A disputa pelo controle desses recursos tende a se acirrar à medida que se aproxima o prazo de revisão do tratado. Em tese, o fim da dívida deveria servir para reduzir o custo da energia paga pelos consumidores dos dois países, beneficiando toda a sociedade. Convém lembrar que a Hidrelétrica de Itaipu não foi projetada para dar lucro, mas para suprir a demanda energética brasileira e paraguaia. Nada garante, porém, que continue assim. A partir de 2023 a energia de Itaipu obedecera às regras do livre mercado.

Empresas privadas, nacionais e estrangeiras, estão de olho no lucrativo mercado de energia elétrica. Do lado brasileiro, as privatizações do setor elétrico ocorridas no governo FHC produziram a maior crise energética da história do país. Por experiência própria, sabemos o quanto essas políticas podem vir a ser prejudiciais. Além de representar a desnacionalização de setores estratégicos, elas induzem o aumento das tarifas, o sucateamento das instalações e a deficiência dos serviços prestados à sociedade. Mas, apesar do comprovado fracasso das políticas privatistas para o setor elétrico, o governo Bolsonaro tem a pretensão de levar adiante a absurda privatização da Eletrobras. Sem uma clara identificação dos interesses em jogo, a sociedade fatalmente sairá perdendo.

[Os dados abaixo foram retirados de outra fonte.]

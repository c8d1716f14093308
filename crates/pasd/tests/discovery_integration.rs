// SPDX-License-Identifier: Apache-2.0 OR MIT
// Copyright (c) 2025-2026 naskel.com
//
// Cold-start discovery against simulated hardware. The long test runs the
// real power-sequencing at (reduced) second scale, because the uptime
// register only resolves whole seconds; the short test checks that an
// FNDH falling back to UNINITIALISED mid-run re-triggers startup.

use std::sync::Arc;
use std::time::Duration;

use parking_lot::Mutex;

use pasd::config::StationConfig;
use pasd::metrics::NullSink;
use pasd::sim::{SimBus, SimFncc, SimFndh, SimSmartBox};
use pasd::store::MemoryStore;
use pasd::transport::{loopback_pair, Connection};
use pasd::Station;

#[test]
fn cold_startup_binds_boxes_to_their_pdoc_ports() {
    let (master, slave) = loopback_pair();

    // SMARTboxes at addresses 1, 2 and 5 wired to PDoC ports 1, 2 and 5,
    // booting 100 ms after power arrives.
    let mut bus = SimBus::new(Box::new(slave));
    bus.add_fndh(SimFndh::new(31));
    bus.add_fncc(SimFncc::new(32));
    for (address, pdoc) in [(1u8, 1u8), (2, 2), (5, 5)] {
        bus.add_smartbox(
            SimSmartBox::new(address).with_boot_delay(Duration::from_millis(100)),
            Some(pdoc),
        );
    }
    let mut bus = bus.spawn();

    // The uptime register resolves whole seconds, so the correlation
    // timings stay at second scale (just compressed from the field's 10 s).
    let mut config = StationConfig::fast_for_tests();
    config.max_smartbox = 5;
    config.port_on_interval_secs = 2.0;
    config.discovery_window_secs = 1.8;
    config.post_configure_delay_secs = 0.2;

    let store = Arc::new(Mutex::new(MemoryStore::new(5)));
    for pdoc in [1u8, 2, 5] {
        store.lock().set_fndh_desire(pdoc, true, false);
    }

    let conn = Arc::new(Connection::new(Box::new(master)));
    let mut station =
        Station::new(conn, config, Box::new(Arc::clone(&store)), Box::new(NullSink)).unwrap();

    assert!(station.startup(), "startup failed");

    // Each box bound to its own port, nothing else bound.
    assert_eq!(station.fndh.smartbox_on_port[0], Some(1));
    assert_eq!(station.fndh.smartbox_on_port[1], Some(2));
    assert_eq!(station.fndh.smartbox_on_port[4], Some(5));
    assert_eq!(station.fndh.smartbox_on_port.iter().flatten().count(), 3);
    assert_eq!(station.smartboxes[&1].pdoc_number, Some(1));
    assert_eq!(station.smartboxes[&2].pdoc_number, Some(2));
    assert_eq!(station.smartboxes[&5].pdoc_number, Some(5));
    assert!(station.active);

    // configure_final applied the persisted desires.
    {
        let fndh = bus.fndh.as_ref().unwrap().lock();
        assert_eq!(fndh.status, 0);
        for pdoc in 1..=28u8 {
            let expected = matches!(pdoc, 1 | 2 | 5);
            assert_eq!(
                fndh.ports[(pdoc - 1) as usize].desire_online,
                expected,
                "PDoC {pdoc}"
            );
        }
    }

    // The first steady-state pass configures the discovered boxes.
    station.poll_once().unwrap();
    for sim in &bus.boxes {
        assert_eq!(sim.lock().status, 0);
    }

    bus.stop();
}

#[test]
fn fndh_uninitialised_mid_run_triggers_restartup() {
    let (master, slave) = loopback_pair();

    let mut bus = SimBus::new(Box::new(slave));
    // Fresh FNDH: status starts UNINITIALISED, as after a power blip.
    bus.add_fndh(SimFndh::new(31));
    bus.add_fncc(SimFncc::new(32));
    bus.add_smartbox(SimSmartBox::new(1), None);
    let bus = bus.spawn();

    let mut config = StationConfig::fast_for_tests();
    config.max_smartbox = 1;

    let store = Arc::new(Mutex::new(MemoryStore::new(1)));
    let conn = Arc::new(Connection::new(Box::new(master)));
    let mut station =
        Station::new(conn, config, Box::new(Arc::clone(&store)), Box::new(NullSink)).unwrap();

    station.poll_once().unwrap();

    let fndh = bus.fndh.as_ref().unwrap().lock();
    assert_eq!(fndh.status, 0, "startup must have reconfigured the FNDH");
    // all-off write + 28 port-on writes + configure_final.
    assert!(fndh.port_state_writes >= 30, "saw {} writes", fndh.port_state_writes);
    drop(fndh);
    assert!(station.active);
}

Desde a assinatura do Tratado de Itaipu, em marco de 1973, a Ande e a Eletrobras detêm o controle da usina. Somente essas duas empresas estão habilitadas a adquirir a energia gerada pela Itaipu. Do lado paraguaio, nunca houve iniciativa similar para privatizar a Ande. Sob o governo Fernando Lugo, a binacional foi fortalecida graças aos acordos com o governo Lula, que ajustaram o valor da energia vendida ao Brasil, antiga reivindicação do país vizinho. A almejada privatização da Eletrobras introduziria um complicador a mais nas relações entre os dois países no momento de revisão do Anexo C.

As negociações também são dificultadas pelas ameaças do governo Bolsonaro de abandonar o Mercosul. Um dos objetivos estratégicos do bloco é a integração energética da região. Recursos do Fundo de Convergência Estrutural do Mercosul (Focem) foram destinados à infraestrutura de transmissão da energia de Itaipu até Assunção. Do orçamento total da obra (US$ 555 milhões), US$ 400 milhões têm origem em financiamentos do Focem, em caráter de contribuição não reembolsável. A ideia de flexibilizar, ou no limite abandonar o Mercosul, é igualmente prejudicial a revisão do tratado.

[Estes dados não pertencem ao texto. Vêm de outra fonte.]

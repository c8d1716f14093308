// SPDX-License-Identifier: Apache-2.0 OR MIT
// Copyright (c) 2025-2026 naskel.com
//
// Firmware upload over the command envelope against a simulated device
// that checks every buffer CRC.

use std::sync::Arc;

use pasd::command::envelope::{self, Command, CommandFrame, ResultCode};
use pasd::command::firmware::{upload, Segment};
use pasd::command::CommandError;
use pasd::sim::{SimBus, SimSmartBox};
use pasd::transport::{loopback_pair, Connection};

fn harness(address: u8) -> (Arc<Connection>, pasd::sim::SimBusHandle) {
    let (master, slave) = loopback_pair();
    let mut bus = SimBus::new(Box::new(slave));
    bus.add_smartbox(SimSmartBox::new(address), None);
    (Arc::new(Connection::new(Box::new(master))), bus.spawn())
}

fn ramp(len: usize) -> Vec<u8> {
    (0..len).map(|i| (i % 251) as u8).collect()
}

#[test]
fn upload_runs_erase_write_verify_update_reset() {
    let (conn, mut bus) = harness(7);

    // Three flashable segments totalling 42 chunks (the last one partial),
    // plus a boot-configuration segment that must be skipped.
    let segments = vec![
        Segment { address: 0x0000_1000, data: ramp(20 * 320) },
        Segment { address: 0x0000_8000, data: ramp(15 * 320) },
        Segment { address: 0x0002_0000, data: ramp(6 * 320 + 160) },
        Segment { address: 0x0100_3000, data: ramp(320) },
    ];

    let chunks = upload(&conn, 7, &segments).unwrap();
    assert_eq!(chunks, 42);

    let sim = bus.boxes[0].lock();
    let mut expected: Vec<u16> = vec![1];
    expected.extend(std::iter::repeat(2).take(42));
    expected.extend([3, 4, 5]);
    assert_eq!(sim.commands, expected);
    assert_eq!(sim.verify_chunk_count, Some(42));
    drop(sim);
    bus.stop();
}

#[test]
fn failing_step_is_named() {
    let (conn, mut bus) = harness(8);

    // VERIFY with a count the device never saw: the device reports ERROR
    // and the caller learns which step died.
    let mut frame = CommandFrame::new(Command::Verify);
    frame.segment_mut()[0] = 99;
    let result = envelope::execute(&conn, 8, &frame, 4, "VERIFY");
    match result {
        Err(CommandError::Failed { step, code }) => {
            assert_eq!(step, "VERIFY");
            assert_eq!(code, ResultCode::Error);
        }
        other => panic!("expected a named failure, got {other:?}"),
    }
    bus.stop();
}

#[test]
fn corrupted_buffer_is_rejected_by_the_device() {
    let (conn, mut bus) = harness(9);

    // Send an ERASE whose CRC words lie about the buffer.
    let frame = CommandFrame::new(Command::Erase);
    let mut regs = frame.registers(0);
    regs[0] ^= 0xFFFF;
    conn.write_multiple_registers(9, 10001, &regs).unwrap();
    conn.write_register(9, 10125, Command::Erase.as_u16()).unwrap();
    let code = envelope::read_result(&conn, 9).unwrap();
    assert_eq!(code, ResultCode::CrcError);
    bus.stop();
}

Finalmente, há que se considerar as mudanças ocorridas no lado brasileiro. Assim como acontece em outras áreas de governo, militares foram indicados por Bolsonaro para ocupar postos-chave no comando da usina. Oficiais do Exército e da Marinha controlam atualmente a diretoria-geral e a diretoria financeira da Itaipu Binacional, bem como a superintendência do Parque Tecnológico Itaipu (PTI). Isso não corresponde, necessariamente, a um processo de militarização da empresa. Na falta de quadros políticos e técnicos competentes, o governo tem recorrido às Forças Armadas para contornar seu despreparo administrativo.

No caso da Itaipu, porém, dada a associação do projeto original da usina com a ditadura militar, isto pode se tornar bastante problemático. Historicamente, Itaipu se prevaleceu da ideologia do Brasil Potência, ideia propagada em uma das fases mais repressivas do regime. No imaginário coletivo, local e nacional, o início da produção de energia pelos dois países simbolizou a chegada do progresso tecnológico à floresta. O caráter fetichista do projeto original é similar ao de tantos outros empreendimentos capitalistas da época. Poucos se deram (ou se dão) conta dos sacrifícios por trás desse progresso acelerado, realizado sem contrapartidas sociais e ambientais. A volta dos militares ao comando da usina não só desperta fantasmas adormecidos como poderá, a depender dos rumos da atual gestão, criar novos.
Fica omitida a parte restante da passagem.